= What is required =
Pick out the lines in the listing below that contain the word "before" and copy them.

[Material provided — start]

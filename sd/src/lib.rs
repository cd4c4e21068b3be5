//! Smoothd - Rate Smoothing Dispatcher
//!
//! Smoothd sits in front of a rate-limited API and spreads bursts of
//! requests over time. Each request is assigned a dispatch delay from a
//! shared backlog record, handed to a delay queue, and delivered by a small
//! worker pool that reports every completion back to the scheduler.
//!
//! # Core Concepts
//!
//! - **Backlog-Proportional Delay**: delay grows with outstanding requests,
//!   capped by the distribution window
//! - **Atomic Shared State**: one read-modify-write per decision, so several
//!   instances on one store agree
//! - **Completion Feedback**: the backlog shrinks as the downstream finishes
//!
//! # Modules
//!
//! - [`scheduler`] - Delay computation and backlog bookkeeping
//! - [`store`] - Backlog record storage (memory, SQLite)
//! - [`dispatch`] - Delay queue releasing requests on time
//! - [`downstream`] - HTTP and email clients
//! - [`worker`] - Bounded worker pool with retries
//! - [`server`] - HTTP intake
//! - [`config`] - Configuration types and loading
//! - [`cli`] - Command-line interface

pub mod cli;
pub mod config;
pub mod dispatch;
pub mod downstream;
pub mod scheduler;
pub mod server;
pub mod store;
pub mod worker;

pub use config::Config;
pub use scheduler::{JobKind, QueueState, ScheduleReceipt, ScheduledRequest, Scheduler, SchedulerConfig, SchedulerError};
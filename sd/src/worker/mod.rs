//! Workers that deliver released requests to their downstream

mod pool;
mod retry;

pub use pool::{CompletionReport, WorkerPool};
pub use retry::RetryPolicy;
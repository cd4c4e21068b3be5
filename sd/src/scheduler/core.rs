//! Scheduler implementation

use std::sync::Arc;

use serde_json::Value;
use tokio::sync::Mutex;
use tracing::{debug, error, info, warn};

use crate::dispatch::DispatchQueue;
use crate::store::{StateStore, StateTransition};

use super::clock::{Clock, SystemClock};
use super::config::SchedulerConfig;
use super::error::SchedulerError;
use super::queue::{JobKind, QueueState, ScheduleReceipt, ScheduledRequest, SchedulerStats};

/// Compute the dispatch delay for a request arriving at `now`
///
/// `previous` is the backlog record as it was before this request. With no
/// record the request goes out immediately. With a backlog the delay grows
/// linearly with the pending count; with an idle backlog only the remainder
/// of the minimum spacing is waited out. The result is always rounded up to
/// whole milliseconds and never exceeds the distribution window.
pub fn plan_delay(config: &SchedulerConfig, previous: Option<&QueueState>, now: u64) -> u64 {
    let Some(state) = previous else {
        return 0;
    };

    let raw = if state.pending_requests > 0 {
        (state.pending_requests as f64 / config.target_rate) * 1000.0
    } else {
        let spacing = config.min_spacing_ms();
        let elapsed = now.saturating_sub(state.last_scheduled_time) as f64;
        (spacing - elapsed).max(0.0)
    };

    let window = config.distribution_window_ms as f64;
    raw.clamp(0.0, window).ceil() as u64
}

/// The Scheduler spaces requests out so the downstream sees a steady rate
///
/// Every decision goes through a single atomic update of the shared backlog
/// record, so several instances pointed at the same store agree on the
/// schedule.
pub struct Scheduler {
    config: SchedulerConfig,
    store: Arc<dyn StateStore>,
    queue: Arc<dyn DispatchQueue>,
    clock: Arc<dyn Clock>,
    default_credential: Option<String>,
    stats: Mutex<SchedulerStats>,
}

impl Scheduler {
    /// Create a new scheduler, rejecting an unusable configuration
    pub fn new(
        config: SchedulerConfig,
        store: Arc<dyn StateStore>,
        queue: Arc<dyn DispatchQueue>,
    ) -> Result<Self, SchedulerError> {
        debug!(?config, "Scheduler::new: called");
        config.validate()?;
        Ok(Self {
            config,
            store,
            queue,
            clock: Arc::new(SystemClock),
            default_credential: None,
            stats: Mutex::new(SchedulerStats::default()),
        })
    }

    /// Replace the time source
    pub fn with_clock(mut self, clock: Arc<dyn Clock>) -> Self {
        self.clock = clock;
        self
    }

    /// Credential used when a request carries none
    pub fn with_default_credential(mut self, credential: Option<String>) -> Self {
        self.default_credential = credential.filter(|c| !c.trim().is_empty());
        self
    }

    pub fn config(&self) -> &SchedulerConfig {
        &self.config
    }

    /// Schedule a request and hand it to the dispatch queue
    pub async fn schedule(
        &self,
        kind: JobKind,
        data: Value,
        credential: Option<String>,
    ) -> Result<ScheduledRequest, SchedulerError> {
        let (request, _) = self.schedule_inner(kind, data, credential).await?;
        Ok(request)
    }

    /// Schedule a request and describe the outcome for the caller
    pub async fn submit(
        &self,
        kind: JobKind,
        data: Value,
        credential: Option<String>,
    ) -> Result<ScheduleReceipt, SchedulerError> {
        let (request, state) = self.schedule_inner(kind, data, credential).await?;
        Ok(ScheduleReceipt {
            message: "Request scheduled successfully".to_string(),
            request_id: request.id,
            queue: self.config.queue_name.clone(),
            scheduled_at: request.scheduled_at,
            delay_ms: request.delay,
            expected_execution_time: request.expected_execution_time,
            pending_requests: state.pending_requests,
        })
    }

    async fn schedule_inner(
        &self,
        kind: JobKind,
        data: Value,
        credential: Option<String>,
    ) -> Result<(ScheduledRequest, QueueState), SchedulerError> {
        debug!(%kind, "Scheduler::schedule: called");

        // Fail before touching the backlog
        let credential = match self.resolve_credential(credential) {
            Ok(credential) => credential,
            Err(e) => {
                self.stats.lock().await.total_rejected += 1;
                return Err(e);
            }
        };

        let now = self.clock.now_ms();
        let transition = match self
            .store
            .update(
                &self.config.state_key,
                Box::new(move |previous: Option<QueueState>| {
                    previous.unwrap_or(QueueState::new(now, 0)).scheduled(now)
                }),
            )
            .await
        {
            Ok(transition) => transition,
            Err(e) => {
                warn!(error = %e, "Scheduler::schedule: state update failed");
                self.stats.lock().await.total_rejected += 1;
                return Err(e.into());
            }
        };

        let delay = plan_delay(&self.config, transition.previous.as_ref(), now);
        let request = ScheduledRequest::new(kind, data, credential, now, delay);
        debug!(request_id = %request.id, delay, previous = ?transition.previous, "Scheduler::schedule: planned");

        if let Err(e) = self.queue.enqueue(request.clone(), request.delay_duration()).await {
            warn!(request_id = %request.id, error = %e, "Scheduler::schedule: enqueue failed, releasing backlog slot");
            self.release_slot(&request.id, transition).await;
            self.stats.lock().await.total_rejected += 1;
            return Err(e.into());
        }

        {
            let mut stats = self.stats.lock().await;
            stats.total_scheduled += 1;
            if delay > 0 {
                stats.total_throttled += 1;
            }
            stats.max_delay_ms = stats.max_delay_ms.max(delay);
        }

        info!(
            request_id = %request.id,
            %kind,
            delay_ms = delay,
            pending = transition.current.pending_requests,
            "Scheduled request"
        );
        Ok((request, transition.current))
    }

    /// Record that a dispatched request finished, successfully or not
    pub async fn on_completed(&self, request_id: &str) -> Result<QueueState, SchedulerError> {
        debug!(%request_id, "Scheduler::on_completed: called");
        let transition = self.decrement().await?;
        if transition.previous.map(|s| s.pending_requests).unwrap_or(0) == 0 {
            warn!(%request_id, "Completion with an empty backlog, count stays at zero");
        }
        self.stats.lock().await.total_completed += 1;
        debug!(%request_id, pending = transition.current.pending_requests, "Scheduler::on_completed: released");
        Ok(transition.current)
    }

    /// Current backlog record (defaults when absent)
    pub async fn queue_state(&self) -> Result<QueueState, SchedulerError> {
        debug!("Scheduler::queue_state: called");
        let state = self.store.get(&self.config.state_key).await?;
        Ok(state.unwrap_or_default())
    }

    /// Clear the backlog, e.g. after lost completions
    pub async fn reset(&self) -> Result<QueueState, SchedulerError> {
        let state = QueueState::new(self.clock.now_ms(), 0);
        info!(key = %self.config.state_key, "Resetting backlog");
        self.store.set(&self.config.state_key, state).await?;
        Ok(state)
    }

    pub async fn stats(&self) -> SchedulerStats {
        self.stats.lock().await.clone()
    }

    /// Delay a request arriving now would get, without scheduling it
    pub async fn preview_delay(&self) -> Result<u64, SchedulerError> {
        let previous = self.store.get(&self.config.state_key).await?;
        Ok(plan_delay(&self.config, previous.as_ref(), self.clock.now_ms()))
    }

    fn resolve_credential(&self, credential: Option<String>) -> Result<String, SchedulerError> {
        credential
            .filter(|c| !c.trim().is_empty())
            .or_else(|| self.default_credential.clone())
            .ok_or_else(|| {
                SchedulerError::Configuration("No API credential provided and no default configured".to_string())
            })
    }

    async fn decrement(&self) -> Result<StateTransition, SchedulerError> {
        let transition = self
            .store
            .update(
                &self.config.state_key,
                Box::new(|previous: Option<QueueState>| previous.unwrap_or_default().completed()),
            )
            .await?;
        Ok(transition)
    }

    /// Undo the increment of a request that never reached the queue
    ///
    /// If nobody wrote the record since, the previous record is restored
    /// whole, timestamp included. Otherwise only the count is released.
    async fn release_slot(&self, request_id: &str, transition: StateTransition) {
        let StateTransition { previous, current: written } = transition;
        let result = self
            .store
            .update(
                &self.config.state_key,
                Box::new(move |latest: Option<QueueState>| match latest {
                    Some(state) if state == written => previous.unwrap_or_default(),
                    other => other.unwrap_or_default().completed(),
                }),
            )
            .await;
        if let Err(e) = result {
            error!(
                %request_id,
                error = %e,
                "Failed to release backlog slot, run a reset if the count drifts"
            );
        }
    }
}
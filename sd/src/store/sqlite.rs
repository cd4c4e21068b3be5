//! SQLite-backed state store shared across processes

use std::path::Path;
use std::sync::{Arc, Mutex};

use async_trait::async_trait;
use statestore::Store;
use tracing::{debug, info};

use super::{StateStore, StateTransition, StateUpdate, StoreError};
use crate::scheduler::QueueState;

/// Adapter over `statestore::Store`
///
/// SQLite calls block, so each one runs on the blocking pool. Atomicity
/// across processes comes from the immediate transaction inside
/// `Store::update`.
#[derive(Clone)]
pub struct SqliteStateStore {
    inner: Arc<Mutex<Store>>,
}

impl SqliteStateStore {
    pub fn open(path: &Path) -> Result<Self, StoreError> {
        info!(path = %path.display(), "Opening state store");
        let store = Store::open(path)?;
        Ok(Self {
            inner: Arc::new(Mutex::new(store)),
        })
    }

    pub fn open_in_memory() -> Result<Self, StoreError> {
        let store = Store::open_in_memory()?;
        Ok(Self {
            inner: Arc::new(Mutex::new(store)),
        })
    }

    async fn with_store<T, F>(&self, f: F) -> Result<T, StoreError>
    where
        T: Send + 'static,
        F: FnOnce(&mut Store) -> Result<T, statestore::StoreError> + Send + 'static,
    {
        let inner = Arc::clone(&self.inner);
        tokio::task::spawn_blocking(move || {
            let mut store = inner
                .lock()
                .map_err(|_| StoreError::Backend("state store lock poisoned".to_string()))?;
            f(&mut store).map_err(StoreError::from)
        })
        .await
        .map_err(|e| StoreError::Backend(format!("blocking task failed: {}", e)))?
    }
}

#[async_trait]
impl StateStore for SqliteStateStore {
    async fn get(&self, key: &str) -> Result<Option<QueueState>, StoreError> {
        let key = key.to_string();
        self.with_store(move |store| store.get::<QueueState>(&key)).await
    }

    async fn set(&self, key: &str, state: QueueState) -> Result<(), StoreError> {
        let key = key.to_string();
        self.with_store(move |store| store.set(&key, &state)).await
    }

    async fn update(&self, key: &str, f: StateUpdate) -> Result<StateTransition, StoreError> {
        let key = key.to_string();
        let updated = self.with_store(move |store| store.update::<QueueState, _>(&key, f)).await?;
        debug!(previous = ?updated.previous, current = ?updated.current, "SqliteStateStore::update: committed");
        Ok(StateTransition {
            previous: updated.previous,
            current: updated.current,
        })
    }
}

[Material provided — finish]

= Answer to this task =
/// `previous` is the backlog record as it was before this request. With no
        // Fail before touching the backlog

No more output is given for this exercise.